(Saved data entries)
····················

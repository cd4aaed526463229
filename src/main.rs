use product_ranking_service::{
    CatalogProvider, Config, InMemoryCatalog, ProductFilter, RankingEngine, ScoreCalculator,
    SortMode,
};
use tracing::info;
use tracing_subscriber::{fmt, prelude::*, EnvFilter};

#[tokio::main]
async fn main() -> anyhow::Result<()> {
    // Initialize tracing
    tracing_subscriber::registry()
        .with(fmt::layer())
        .with(EnvFilter::from_default_env())
        .init();

    // Load config
    let config = Config::from_env()?;

    info!("Starting {}", config.service.service_name);

    let calculator = ScoreCalculator::with_calibration(
        config.ranking.reference_price,
        config.ranking.recency_window_days,
    );
    let engine = RankingEngine::with_calculator(calculator);

    let now = chrono::Utc::now();
    let catalog = InMemoryCatalog::seeded(now);
    let snapshot = catalog.snapshot().await;

    let mode = SortMode::parse(std::env::var("SORT_BY").ok().as_deref());
    let ranked = engine.rank(&snapshot, mode, &ProductFilter::default(), now);

    info!(
        mode = mode.as_str(),
        product_count = ranked.len(),
        top_score = ranked.first().and_then(|r| r.ranking_score),
        "Catalog ranked"
    );

    println!("{}", serde_json::to_string_pretty(&ranked)?);

    Ok(())
}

····················

→ **Assignment**: Once the records are read, print each of them exactly as written.

→ **Exercise response**:
repository cd4aaed526463229
filename src/main.rs
use product_ranking_service::{
    CatalogProvider, Config, InMemoryCatalog, ProductFilter, RankingEngine, ScoreCalculator,
    SortMode,
};
use tracing::info;
use tracing_subscriber::{fmt, prelude::*, EnvFilter};

#[tokio::main]
async fn main() -> anyhow::Result<()> {
    // Initialize tracing
    tracing_subscriber::registry()
        .with(fmt::layer())
        .with(EnvFilter::from_default_env())
        .init();

    // Load config
    let config = Config::from_env()?;

    info!("Starting {}", config.service.service_name);

    let calculator = ScoreCalculator::with_calibration(
        config.ranking.reference_price,
        config.ranking.recency_window_days,
    );
    let engine = RankingEngine::with_calculator(calculator);

    let now = chrono::Utc::now();
    let catalog = InMemoryCatalog::seeded(now);
    let snapshot = catalog.snapshot().await;

    let mode = SortMode::parse(std::env::var("SORT_BY").ok().as_deref());
    let ranked = engine.rank(&snapshot, mode, &ProductFilter::default(), now);

    info!(
        mode = mode.as_str(),
        product_count = ranked.len(),
        top_score = ranked.first().and_then(|r| r.ranking_score),
        "Catalog ranked"
    );

    println!("{}", serde_json::to_string_pretty(&ranked)?);

    Ok(())
}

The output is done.